メリット制を考慮しての労災保険不使用は愚策

 
 大体、監督署にきちんと事故を報告しながら労災保険を使わないという動機は、『メリット制』(₁₉₇.労災保険のメリット制)により労災保険料が上がることくらいしか考えられない。

 ただしここでも書いた通り、そもそも労災保険率4.5/1000以下で従業員100人未満の事業所ならメリット制の適用はないので、労災事故により保険料が上がることはない。たとえば小売・飲食・サービス業などだ。

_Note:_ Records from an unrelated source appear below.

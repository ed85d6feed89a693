//! Tensor metadata captured for guard checks.
//!
//! The guard layer never inspects tensor storage: a compiled
//! specialization is valid for any tensor whose metadata (element type,
//! shape, device, layout) matches what the tracer observed. `TensorMeta`
//! is that portable metadata; `TensorValue` is the runtime value wrapping
//! it.

use serde::{Deserialize, Serialize};
use smallvec::SmallVec;

/// Element type of a tensor.
#[derive(Debug, Clone, Copy, PartialEq, Eq, Serialize, Deserialize)]
pub enum DType {
    /// 1-byte boolean
    Bool,
    /// 32-bit signed integer
    Int32,
    /// 64-bit signed integer
    Int64,
    /// 16-bit IEEE float
    Float16,
    /// 32-bit IEEE float
    Float32,
    /// 64-bit IEEE float
    Float64,
}

impl DType {
    /// Size of one element in bytes.
    #[inline]
    pub fn size_of(self) -> usize {
        match self {
            Self::Bool => 1,
            Self::Float16 => 2,
            Self::Int32 | Self::Float32 => 4,
            Self::Int64 | Self::Float64 => 8,
        }
    }
}

/// Device a tensor lives on.
#[derive(Debug, Clone, Copy, PartialEq, Eq, Serialize, Deserialize)]
pub enum Device {
    /// Host memory
    Cpu,
    /// Accelerator, by device index
    Cuda(u8),
    /// Shape-only meta device (no storage)
    Meta,
}

/// Memory layout of a tensor.
#[derive(Debug, Clone, Copy, PartialEq, Eq, Serialize, Deserialize)]
pub enum Layout {
    /// Dense strided storage
    Strided,
    /// Sparse coordinate storage
    Sparse,
}

/// One capability bit in a [`DispatchKeySet`].
#[derive(Debug, Clone, Copy, PartialEq, Eq)]
pub enum DispatchKey {
    /// Dense strided kernels
    Dense,
    /// Sparse kernels
    Sparse,
    /// CPU backend
    Cpu,
    /// CUDA backend
    Cuda,
    /// Meta backend (shape inference only)
    Meta,
    /// Autograd wrapper
    Autograd,
    /// Functionalization wrapper
    Functionalize,
}

impl DispatchKey {
    #[inline]
    const fn bit(self) -> u32 {
        match self {
            Self::Dense => 1 << 0,
            Self::Sparse => 1 << 1,
            Self::Cpu => 1 << 2,
            Self::Cuda => 1 << 3,
            Self::Meta => 1 << 4,
            Self::Autograd => 1 << 5,
            Self::Functionalize => 1 << 6,
        }
    }
}

/// Set of dispatch keys associated with a value.
///
/// Determines which backend kernels a value dispatches to. Guards compare
/// whole sets: a specialization compiled against CPU kernels must not run
/// for a meta-device tensor even if both are dense.
#[derive(Debug, Clone, Copy, PartialEq, Eq, Default, Serialize, Deserialize)]
pub struct DispatchKeySet(u32);

impl DispatchKeySet {
    /// The empty key set.
    #[inline]
    pub const fn empty() -> Self {
        Self(0)
    }

    /// A set containing a single key.
    #[inline]
    pub const fn single(key: DispatchKey) -> Self {
        Self(key.bit())
    }

    /// Return this set with `key` added.
    #[inline]
    #[must_use]
    pub const fn with(self, key: DispatchKey) -> Self {
        Self(self.0 | key.bit())
    }

    /// Check whether `key` is present.
    #[inline]
    pub const fn has(self, key: DispatchKey) -> bool {
        self.0 & key.bit() != 0
    }

    /// Check whether the set is empty.
    #[inline]
    pub const fn is_empty(self) -> bool {
        self.0 == 0
    }
}

/// Tensor shape, stored inline for the common low-rank case.
pub type Shape = SmallVec<[i64; 4]>;

/// Metadata under guard for tensor values.
#[derive(Debug, Clone, PartialEq, Eq, Serialize, Deserialize)]
pub struct TensorMeta {
    /// Element type
    pub dtype: DType,
    /// Dimension sizes, outermost first
    pub shape: Shape,
    /// Device the storage lives on
    pub device: Device,
    /// Storage layout
    pub layout: Layout,
}

impl TensorMeta {
    /// Metadata for a dense CPU tensor.
    pub fn strided(dtype: DType, shape: impl IntoIterator<Item = i64>) -> Self {
        Self {
            dtype,
            shape: shape.into_iter().collect(),
            device: Device::Cpu,
            layout: Layout::Strided,
        }
    }

    /// Return this metadata moved to `device`.
    #[must_use]
    pub fn with_device(mut self, device: Device) -> Self {
        self.device = device;
        self
    }

    /// Number of dimensions.
    #[inline]
    pub fn rank(&self) -> usize {
        self.shape.len()
    }

    /// Total number of elements.
    pub fn numel(&self) -> i64 {
        self.shape.iter().product()
    }

    /// The dispatch key set implied by this metadata.
    pub fn dispatch_key_set(&self) -> DispatchKeySet {
        let layout_key = match self.layout {
            Layout::Strided => DispatchKey::Dense,
            Layout::Sparse => DispatchKey::Sparse,
        };
        let device_key = match self.device {
            Device::Cpu => DispatchKey::Cpu,
            Device::Cuda(_) => DispatchKey::Cuda,
            Device::Meta => DispatchKey::Meta,
        };
        DispatchKeySet::single(layout_key).with(device_key)
    }
}

/// A tensor runtime value.
///
/// Storage is opaque to the guard layer; only metadata is observable.
/// Identity (for ID_MATCH-style conditions) comes from the `Arc` the
/// value is shared through.
#[derive(Debug)]
pub struct TensorValue {
    meta: TensorMeta,
}

impl TensorValue {
    /// Wrap metadata as a runtime tensor value.
    pub fn new(meta: TensorMeta) -> Self {
        Self { meta }
    }

    /// The metadata under guard.
    #[inline]
    pub fn meta(&self) -> &TensorMeta {
        &self.meta
    }
}

#[cfg(test)]
mod tests {
    use super::*;

    #[test]
    fn dispatch_keys_distinguish_devices() {
        let cpu = TensorMeta::strided(DType::Float32, [3]);
        let meta = TensorMeta::strided(DType::Float32, [3]).with_device(Device::Meta);

        assert!(cpu.dispatch_key_set().has(DispatchKey::Cpu));
        assert!(!cpu.dispatch_key_set().has(DispatchKey::Meta));
        assert_ne!(cpu.dispatch_key_set(), meta.dispatch_key_set());
    }

    #[test]
    fn meta_equality_is_shape_and_dtype_sensitive() {
        let a = TensorMeta::strided(DType::Float32, [2]);
        let b = TensorMeta::strided(DType::Float32, [2]);
        let c = TensorMeta::strided(DType::Float32, [3]);
        let d = TensorMeta::strided(DType::Float64, [2]);

        assert_eq!(a, b);
        assert_ne!(a, c);
        assert_ne!(a, d);
    }

    #[test]
    fn numel_and_rank() {
        let m = TensorMeta::strided(DType::Float32, [3, 4]);
        assert_eq!(m.rank(), 2);
        assert_eq!(m.numel(), 12);
    }
}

 100人以上の事業主や、100人未満でも労災保険率が5/1000以上の業種なら、人数によってはメリット制の対象になるので、2~4年後の保険料の増加につながることはある。

 それでも、労災保険を使わなかったとときの医療費・休業補償その他賠償額の総額を凌駕するほど労災保険料が上昇することはまず考えられない。

 しつこいようだが、『労災保険を使わない』という選択は絶対にやめるべきだ。